▸ WHAT TO PRODUCE:
Every line that holds the word "Copy" needs to be copied from the data below.

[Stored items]
*****
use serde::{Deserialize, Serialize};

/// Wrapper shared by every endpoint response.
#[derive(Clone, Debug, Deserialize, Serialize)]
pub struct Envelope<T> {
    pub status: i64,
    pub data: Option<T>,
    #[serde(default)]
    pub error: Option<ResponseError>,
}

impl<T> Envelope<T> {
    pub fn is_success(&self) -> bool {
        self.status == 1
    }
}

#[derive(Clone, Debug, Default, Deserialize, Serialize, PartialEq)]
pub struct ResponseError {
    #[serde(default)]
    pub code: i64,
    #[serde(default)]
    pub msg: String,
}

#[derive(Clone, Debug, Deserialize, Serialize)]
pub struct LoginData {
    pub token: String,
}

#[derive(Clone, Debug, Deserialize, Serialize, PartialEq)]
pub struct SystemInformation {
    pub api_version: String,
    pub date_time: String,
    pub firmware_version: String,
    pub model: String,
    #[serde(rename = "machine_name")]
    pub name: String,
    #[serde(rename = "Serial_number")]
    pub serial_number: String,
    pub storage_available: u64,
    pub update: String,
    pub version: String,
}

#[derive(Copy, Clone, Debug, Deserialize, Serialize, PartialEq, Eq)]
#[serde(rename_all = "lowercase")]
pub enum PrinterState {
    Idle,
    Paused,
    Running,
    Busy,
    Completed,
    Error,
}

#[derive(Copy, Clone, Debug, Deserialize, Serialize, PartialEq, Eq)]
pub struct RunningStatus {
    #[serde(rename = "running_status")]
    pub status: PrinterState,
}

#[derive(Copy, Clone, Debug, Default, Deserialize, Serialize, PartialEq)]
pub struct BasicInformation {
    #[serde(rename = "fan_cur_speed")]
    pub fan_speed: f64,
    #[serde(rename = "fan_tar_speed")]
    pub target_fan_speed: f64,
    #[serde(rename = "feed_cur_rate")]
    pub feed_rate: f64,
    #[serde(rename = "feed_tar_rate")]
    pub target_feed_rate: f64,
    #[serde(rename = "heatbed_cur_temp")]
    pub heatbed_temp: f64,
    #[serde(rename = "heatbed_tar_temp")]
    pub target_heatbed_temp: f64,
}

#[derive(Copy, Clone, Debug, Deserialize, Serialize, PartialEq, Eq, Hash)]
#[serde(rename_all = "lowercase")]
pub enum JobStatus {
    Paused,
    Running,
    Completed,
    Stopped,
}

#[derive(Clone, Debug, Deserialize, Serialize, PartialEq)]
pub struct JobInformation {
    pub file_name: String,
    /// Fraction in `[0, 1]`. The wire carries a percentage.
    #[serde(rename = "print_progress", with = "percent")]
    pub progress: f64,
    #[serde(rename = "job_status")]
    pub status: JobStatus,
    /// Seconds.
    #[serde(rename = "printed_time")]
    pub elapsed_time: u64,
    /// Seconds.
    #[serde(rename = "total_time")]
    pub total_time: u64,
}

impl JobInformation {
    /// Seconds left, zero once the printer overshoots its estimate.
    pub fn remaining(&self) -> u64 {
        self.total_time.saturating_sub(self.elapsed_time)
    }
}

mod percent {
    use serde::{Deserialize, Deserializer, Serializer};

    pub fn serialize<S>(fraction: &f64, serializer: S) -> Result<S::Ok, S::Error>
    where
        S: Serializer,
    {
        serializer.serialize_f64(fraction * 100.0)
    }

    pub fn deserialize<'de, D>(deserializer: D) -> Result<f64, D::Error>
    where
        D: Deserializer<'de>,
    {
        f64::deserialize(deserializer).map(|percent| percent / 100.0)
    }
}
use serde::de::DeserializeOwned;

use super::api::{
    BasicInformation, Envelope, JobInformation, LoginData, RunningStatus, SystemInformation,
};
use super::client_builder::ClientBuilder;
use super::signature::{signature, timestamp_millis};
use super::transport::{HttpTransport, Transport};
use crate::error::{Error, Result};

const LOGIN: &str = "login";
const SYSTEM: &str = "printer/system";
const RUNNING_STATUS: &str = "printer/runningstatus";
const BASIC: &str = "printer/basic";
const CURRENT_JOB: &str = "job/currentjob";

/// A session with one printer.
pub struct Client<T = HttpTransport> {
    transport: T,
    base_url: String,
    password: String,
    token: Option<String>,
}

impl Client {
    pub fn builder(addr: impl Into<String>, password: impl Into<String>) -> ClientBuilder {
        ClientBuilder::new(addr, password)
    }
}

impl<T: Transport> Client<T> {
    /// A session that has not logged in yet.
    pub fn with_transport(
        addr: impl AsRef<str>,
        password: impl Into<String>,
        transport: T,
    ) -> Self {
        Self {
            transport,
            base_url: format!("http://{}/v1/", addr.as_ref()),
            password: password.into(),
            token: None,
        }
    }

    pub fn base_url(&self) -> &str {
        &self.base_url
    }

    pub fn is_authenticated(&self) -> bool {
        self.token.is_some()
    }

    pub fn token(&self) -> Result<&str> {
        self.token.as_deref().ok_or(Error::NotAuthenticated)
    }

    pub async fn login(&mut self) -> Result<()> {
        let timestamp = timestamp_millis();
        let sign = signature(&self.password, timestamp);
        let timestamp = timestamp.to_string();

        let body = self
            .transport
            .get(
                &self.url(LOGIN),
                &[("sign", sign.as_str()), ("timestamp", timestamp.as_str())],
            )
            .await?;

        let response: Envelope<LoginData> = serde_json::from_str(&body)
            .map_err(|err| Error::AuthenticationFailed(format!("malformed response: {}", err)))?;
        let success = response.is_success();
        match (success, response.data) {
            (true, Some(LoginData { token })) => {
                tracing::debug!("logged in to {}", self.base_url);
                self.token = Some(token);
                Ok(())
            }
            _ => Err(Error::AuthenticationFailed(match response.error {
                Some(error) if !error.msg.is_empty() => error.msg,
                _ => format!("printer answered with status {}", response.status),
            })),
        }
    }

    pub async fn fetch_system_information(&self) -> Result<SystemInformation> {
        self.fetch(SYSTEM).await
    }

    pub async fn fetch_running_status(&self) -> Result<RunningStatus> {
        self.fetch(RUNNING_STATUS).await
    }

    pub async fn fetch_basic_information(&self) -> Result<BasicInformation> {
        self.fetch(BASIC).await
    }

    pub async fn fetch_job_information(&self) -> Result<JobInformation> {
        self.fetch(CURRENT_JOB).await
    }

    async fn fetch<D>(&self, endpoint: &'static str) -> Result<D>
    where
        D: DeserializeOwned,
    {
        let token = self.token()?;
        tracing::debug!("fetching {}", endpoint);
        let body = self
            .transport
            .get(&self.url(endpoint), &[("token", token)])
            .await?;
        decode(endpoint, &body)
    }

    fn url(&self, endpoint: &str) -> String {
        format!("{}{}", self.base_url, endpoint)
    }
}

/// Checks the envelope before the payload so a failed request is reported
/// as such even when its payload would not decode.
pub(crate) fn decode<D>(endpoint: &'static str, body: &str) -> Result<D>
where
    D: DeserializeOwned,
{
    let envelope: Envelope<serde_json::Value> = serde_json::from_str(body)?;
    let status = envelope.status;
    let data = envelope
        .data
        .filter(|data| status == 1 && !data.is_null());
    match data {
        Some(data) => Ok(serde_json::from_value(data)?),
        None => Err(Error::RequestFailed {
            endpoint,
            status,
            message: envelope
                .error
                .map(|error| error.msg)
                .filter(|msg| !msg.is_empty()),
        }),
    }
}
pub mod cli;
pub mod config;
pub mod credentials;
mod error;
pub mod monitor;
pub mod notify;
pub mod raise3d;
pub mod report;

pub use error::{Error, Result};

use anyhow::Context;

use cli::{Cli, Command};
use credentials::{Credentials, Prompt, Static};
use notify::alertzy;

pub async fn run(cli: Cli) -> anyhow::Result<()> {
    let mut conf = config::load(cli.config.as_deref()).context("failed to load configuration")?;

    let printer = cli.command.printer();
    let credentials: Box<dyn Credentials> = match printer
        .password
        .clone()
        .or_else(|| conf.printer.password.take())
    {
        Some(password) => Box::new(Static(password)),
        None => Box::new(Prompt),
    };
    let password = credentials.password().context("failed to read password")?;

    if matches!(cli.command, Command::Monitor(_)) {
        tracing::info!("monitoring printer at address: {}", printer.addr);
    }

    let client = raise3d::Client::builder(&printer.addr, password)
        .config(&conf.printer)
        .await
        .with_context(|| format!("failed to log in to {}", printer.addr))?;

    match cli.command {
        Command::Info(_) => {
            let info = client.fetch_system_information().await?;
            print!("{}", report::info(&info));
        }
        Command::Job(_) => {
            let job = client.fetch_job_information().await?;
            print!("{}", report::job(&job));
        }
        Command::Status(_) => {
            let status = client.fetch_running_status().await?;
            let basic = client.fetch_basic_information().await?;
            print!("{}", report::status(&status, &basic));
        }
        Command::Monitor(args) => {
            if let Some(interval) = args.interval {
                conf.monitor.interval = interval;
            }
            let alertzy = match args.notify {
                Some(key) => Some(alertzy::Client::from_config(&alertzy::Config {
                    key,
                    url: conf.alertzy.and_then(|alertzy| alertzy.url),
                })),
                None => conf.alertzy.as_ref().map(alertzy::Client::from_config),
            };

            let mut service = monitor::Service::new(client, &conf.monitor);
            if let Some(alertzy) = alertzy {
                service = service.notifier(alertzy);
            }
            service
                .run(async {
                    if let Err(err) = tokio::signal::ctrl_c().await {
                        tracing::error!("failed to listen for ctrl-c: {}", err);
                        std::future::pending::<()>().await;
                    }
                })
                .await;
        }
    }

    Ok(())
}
*****
▸ TASK RESULT:
#[derive(Copy, Clone, Debug, Deserialize, Serialize, PartialEq, Eq)]
#[derive(Copy, Clone, Debug, Deserialize, Serialize, PartialEq, Eq)]
#[derive(Copy, Clone, Debug, Default, Deserialize, Serialize, PartialEq)]
#[derive(Copy, Clone, Debug, Deserialize, Serialize, PartialEq, Eq, Hash)]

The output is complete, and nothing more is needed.